Fig. 5

The functional mechanism of LE acting on TGF-β1-stimulated NPDFs. A Increasing concentrations of LE (25, 100, 300, and 1000 μg/mL) were used to treat the NPDFs with or without stimulation of TGF-β1 (20 ng/mL) for 24 hours. The expressions of ERK-1/2, p-ERK-1/2, JNK, p-JNK, p38, and p-p38 were measured using western blotting. Western blotting results were analyzed using ImageJ software and corrected with GAPDH. The normalization was performed by dividing the phosphorylated form by the total transcription factors.

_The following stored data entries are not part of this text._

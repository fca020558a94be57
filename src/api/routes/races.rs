use axum::extract::{Path, State};
use axum::Json;
use serde::Serialize;

use crate::api::state::AppState;
use crate::api::{find_raceday, load_comp, ApiError};
use crate::calculate::{build_racecard, Racecard};
use crate::models::Raceday;

#[derive(Debug, Serialize)]
pub struct RacesResponse {
    pub raceday: Raceday,
    #[serde(flatten)]
    pub racecard: Racecard,
}

pub async fn get_races(
    State(state): State<AppState>,
    Path((comp_id, raceday_id)): Path<(i64, i64)>,
) -> Result<Json<RacesResponse>, ApiError> {
    let comp = load_comp(&state, comp_id)?;
    let raceday = find_raceday(&comp, raceday_id)?;

    let racecard = build_racecard(
        &comp.races_for(raceday.id),
        &comp.reviews_for(raceday.id),
    );

    Ok(Json(RacesResponse { raceday, racecard }))
}

#[cfg(test)]
mod tests {
    use crate::api::testing::{app, get_json};
    use axum::http::StatusCode;
    use pretty_assertions::assert_eq;

    #[tokio::test]
    async fn test_racecard() {
        let dir = tempfile::tempdir().unwrap();
        let (status, body) = get_json(app(dir.path()), "/api/comps/1/racedays/2/races").await;

        assert_eq!(status, StatusCode::OK);
        assert_eq!(body["next_to_jump"], 2);
        assert_eq!(body["day_complete"], false);

        let races = body["races"].as_array().unwrap();
        assert_eq!(races[0]["status"], "RESULT");
        assert_eq!(races[1]["status"], "NEXT TO JUMP");
        assert_eq!(races[2]["status"], "PENDING");
        assert!(races[0]["consensus"].is_null());
        assert_eq!(
            races[0]["results"],
            serde_json::json!([{
                "place": "1st",
                "runner_no": 2,
                "runner_name": "Bravo",
                "win_odds": "$4.50",
                "place_odds": "$1.90",
            }])
        );
        assert_eq!(races[1]["results"], serde_json::json!([]));

        // Every tipster picked 1 with substitute 3, so the substitute collects the votes
        let runners = races[1]["consensus"]["runners"].as_array().unwrap();
        assert_eq!(runners[0]["runner_no"], 3);
        assert_eq!(runners[0]["tipster_count"], 8);
        assert_eq!(races[1]["substitutions"][0]["main_runner_name"], "Alpha");
        assert_eq!(races[1]["substitutions"][0]["alt_runner_name"], "Charlie");
    }
}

The relative differences between p-ERK/ERK, p-JNK/JNK, and p-p38/p38 between the two groups were statistically analyzed. B The three patients with NPs in this study received polyp biopsies before and 2 weeks after treatment with LE. The staining ERK-1/2 and p-ERK-1/2 were measured using IHC, and the antibody-stained areas were analyzed using the ImageJ software. Statistical analysis was performed (n = 3). C Under IF staining, confocal laser microscopy was used to examine the immunofluorescent expressions of ERK-1/2 and p-ERK-1 in the NPDFs treated with (1) 20 ng/mL TGF-β1, (2) 500 μg/mL LE, and (3) 20 ng/mL TGF-β1 and 500 μg/mL LE for 24 hours (green fluorescent area indicated by the white arrows)